(Stored data entries)

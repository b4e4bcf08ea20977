/// Lifecycle state shared by query tasks and their execution cells.
///
/// The backend encodes it as a small integer. Codes outside the four known
/// values are kept as [`Status::Unknown`] so a newer server never breaks
/// decoding; every known value maps to a concrete descriptor.
#[derive(Debug, Clone, Copy, PartialEq, Eq, Hash, serde::Serialize, serde::Deserialize)]
#[serde(from = "i64", into = "i64")]
pub enum Status {
    Pending,
    Running,
    Completed,
    Failed,
    Unknown(i64),
}

/// Visual tone of a status, independent of the output device.
#[derive(Debug, Clone, Copy, PartialEq, Eq)]
pub enum StatusTone {
    Neutral,
    Processing,
    Success,
    Error,
    Warning,
}

#[derive(Debug, Clone, Copy, PartialEq, Eq)]
pub struct StatusDescriptor {
    pub label: &'static str,
    pub tone: StatusTone,
    pub icon: &'static str,
}

impl From<i64> for Status {
    fn from(code: i64) -> Self {
        match code {
            0 => Status::Pending,
            1 => Status::Running,
            2 => Status::Completed,
            3 => Status::Failed,
            other => Status::Unknown(other),
        }
    }
}

impl From<Status> for i64 {
    fn from(status: Status) -> Self {
        status.code()
    }
}

impl Status {
    pub fn code(self) -> i64 {
        match self {
            Status::Pending => 0,
            Status::Running => 1,
            Status::Completed => 2,
            Status::Failed => 3,
            Status::Unknown(code) => code,
        }
    }

    pub fn as_str(self) -> &'static str {
        match self {
            Status::Pending => "pending",
            Status::Running => "running",
            Status::Completed => "completed",
            Status::Failed => "failed",
            Status::Unknown(_) => "unknown",
        }
    }

    /// Accepts either a name (`running`) or the numeric code (`1`).
    pub fn from_name(value: &str) -> Option<Self> {
        let value = value.trim().to_lowercase();
        match value.as_str() {
            "pending" => Some(Status::Pending),
            "running" => Some(Status::Running),
            "completed" | "done" => Some(Status::Completed),
            "failed" => Some(Status::Failed),
            other => match other.parse::<i64>() {
                Ok(code @ 0..=3) => Some(Status::from(code)),
                _ => None,
            },
        }
    }

    pub fn is_terminal(self) -> bool {
        matches!(self, Status::Completed | Status::Failed)
    }

    pub fn is_running(self) -> bool {
        self == Status::Running
    }

    /// A run may be triggered from any known state except `Running`.
    pub fn can_run(self) -> bool {
        matches!(self, Status::Pending | Status::Completed | Status::Failed)
    }

    pub fn descriptor(self) -> StatusDescriptor {
        match self {
            Status::Pending => StatusDescriptor {
                label: "Pending",
                tone: StatusTone::Neutral,
                icon: "○",
            },
            Status::Running => StatusDescriptor {
                label: "Running",
                tone: StatusTone::Processing,
                icon: "◐",
            },
            Status::Completed => StatusDescriptor {
                label: "Completed",
                tone: StatusTone::Success,
                icon: "●",
            },
            Status::Failed => StatusDescriptor {
                label: "Failed",
                tone: StatusTone::Error,
                icon: "✕",
            },
            Status::Unknown(_) => StatusDescriptor {
                label: "Unknown",
                tone: StatusTone::Warning,
                icon: "?",
            },
        }
    }
}

impl std::fmt::Display for Status {
    fn fmt(&self, f: &mut std::fmt::Formatter<'_>) -> std::fmt::Result {
        match self {
            Status::Unknown(code) => write!(f, "unknown({})", code),
            other => f.write_str(other.as_str()),
        }
    }
}

#[cfg(test)]
mod tests {
    use super::{Status, StatusTone};

    #[test]
    fn decodes_known_and_unknown_codes() {
        let parsed: Vec<Status> = serde_json::from_str("[0,1,2,3,9]").expect("statuses");
        assert_eq!(
            parsed,
            vec![
                Status::Pending,
                Status::Running,
                Status::Completed,
                Status::Failed,
                Status::Unknown(9)
            ]
        );
        assert_eq!(serde_json::to_string(&Status::Failed).expect("json"), "3");
        assert_eq!(serde_json::to_string(&Status::Unknown(7)).expect("json"), "7");
    }

    #[test]
    fn every_known_status_has_a_specific_descriptor() {
        for status in [
            Status::Pending,
            Status::Running,
            Status::Completed,
            Status::Failed,
        ] {
            assert_ne!(status.descriptor().tone, StatusTone::Warning, "{:?}", status);
        }
        assert_eq!(Status::Unknown(42).descriptor().tone, StatusTone::Warning);
    }

    #[test]
    fn run_is_only_allowed_outside_running() {
        assert!(Status::Pending.can_run());
        assert!(Status::Completed.can_run());
        assert!(Status::Failed.can_run());
        assert!(!Status::Running.can_run());
        assert!(!Status::Unknown(5).can_run());
    }

    #[test]
    fn parses_names_and_codes() {
        assert_eq!(Status::from_name("Running"), Some(Status::Running));
        assert_eq!(Status::from_name("2"), Some(Status::Completed));
        assert_eq!(Status::from_name("7"), None);
        assert_eq!(Status::from_name("nope"), None);
    }
}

■ WHAT IS BEING ASKED ■
Each record above is to be reproduced exactly, in full.

■ TASK RESPONSE ■
repository b4e4bcf08ea20977
/// Lifecycle state shared by query tasks and their execution cells.
///
/// The backend encodes it as a small integer. Codes outside the four known
/// values are kept as [`Status::Unknown`] so a newer server never breaks
/// decoding; every known value maps to a concrete descriptor.
#[derive(Debug, Clone, Copy, PartialEq, Eq, Hash, serde::Serialize, serde::Deserialize)]
#[serde(from = "i64", into = "i64")]
pub enum Status {
    Pending,
    Running,
    Completed,
    Failed,
    Unknown(i64),
}

/// Visual tone of a status, independent of the output device.
#[derive(Debug, Clone, Copy, PartialEq, Eq)]
pub enum StatusTone {
    Neutral,
    Processing,
    Success,
    Error,
    Warning,
}

#[derive(Debug, Clone, Copy, PartialEq, Eq)]
pub struct StatusDescriptor {
    pub label: &'static str,
    pub tone: StatusTone,
    pub icon: &'static str,
}

impl From<i64> for Status {
    fn from(code: i64) -> Self {
        match code {
            0 => Status::Pending,
            1 => Status::Running,
            2 => Status::Completed,
            3 => Status::Failed,
            other => Status::Unknown(other),
        }
    }
}

impl From<Status> for i64 {
    fn from(status: Status) -> Self {
        status.code()
    }
}

impl Status {
    pub fn code(self) -> i64 {
        match self {
            Status::Pending => 0,
            Status::Running => 1,
            Status::Completed => 2,
            Status::Failed => 3,
            Status::Unknown(code) => code,
        }
    }

    pub fn as_str(self) -> &'static str {
        match self {
            Status::Pending => "pending",
            Status::Running => "running",
            Status::Completed => "completed",
            Status::Failed => "failed",
            Status::Unknown(_) => "unknown",
        }
    }

    /// Accepts either a name (`running`) or the numeric code (`1`).
    pub fn from_name(value: &str) -> Option<Self> {
        let value = value.trim().to_lowercase();
        match value.as_str() {
            "pending" => Some(Status::Pending),
            "running" => Some(Status::Running),
            "completed" | "done" => Some(Status::Completed),
            "failed" => Some(Status::Failed),
            other => match other.parse::<i64>() {
                Ok(code @ 0..=3) => Some(Status::from(code)),
                _ => None,
            },
        }
    }

    pub fn is_terminal(self) -> bool {
        matches!(self, Status::Completed | Status::Failed)
    }

    pub fn is_running(self) -> bool {
        self == Status::Running
    }

    /// A run may be triggered from any known state except `Running`.
    pub fn can_run(self) -> bool {
        matches!(self, Status::Pending | Status::Completed | Status::Failed)
    }

    pub fn descriptor(self) -> StatusDescriptor {
        match self {
            Status::Pending => StatusDescriptor {
                label: "Pending",
                tone: StatusTone::Neutral,
                icon: "○",
            },
            Status::Running => StatusDescriptor {
                label: "Running",
                tone: StatusTone::Processing,
                icon: "◐",
            },
            Status::Completed => StatusDescriptor {
                label: "Completed",
                tone: StatusTone::Success,
                icon: "●",
            },
            Status::Failed => StatusDescriptor {
                label: "Failed",
                tone: StatusTone::Error,
                icon: "✕",
            },
            Status::Unknown(_) => StatusDescriptor {
                label: "Unknown",
                tone: StatusTone::Warning,
                icon: "?",
            },
        }
    }
}

impl std::fmt::Display for Status {
    fn fmt(&self, f: &mut std::fmt::Formatter<'_>) -> std::fmt::Result {
        match self {
            Status::Unknown(code) => write!(f, "unknown({})", code),
            other => f.write_str(other.as_str()),
        }
    }
}

#[cfg(test)]
mod tests {
    use super::{Status, StatusTone};

    #[test]
    fn decodes_known_and_unknown_codes() {
        let parsed: Vec<Status> = serde_json::from_str("[0,1,2,3,9]").expect("statuses");
        assert_eq!(
            parsed,
            vec![
                Status::Pending,
                Status::Running,
                Status::Completed,
                Status::Failed,
                Status::Unknown(9)
            ]
        );
        assert_eq!(serde_json::to_string(&Status::Failed).expect("json"), "3");
        assert_eq!(serde_json::to_string(&Status::Unknown(7)).expect("json"), "7");
    }

    #[test]
    fn every_known_status_has_a_specific_descriptor() {
        for status in [
            Status::Pending,
            Status::Running,
            Status::Completed,
            Status::Failed,
        ] {
            assert_ne!(status.descriptor().tone, StatusTone::Warning, "{:?}", status);
        }
        assert_eq!(Status::Unknown(42).descriptor().tone, StatusTone::Warning);
    }

    #[test]
    fn run_is_only_allowed_outside_running() {
        assert!(Status::Pending.can_run());
        assert!(Status::Completed.can_run());
        assert!(Status::Failed.can_run());
        assert!(!Status::Running.can_run());
        assert!(!Status::Unknown(5).can_run());
    }

    #[test]
    fn parses_names_and_codes() {
        assert_eq!(Status::from_name("Running"), Some(Status::Running));
        assert_eq!(Status::from_name("2"), Some(Status::Completed));
        assert_eq!(Status::from_name("7"), None);
        assert_eq!(Status::from_name("nope"), None);
    }
}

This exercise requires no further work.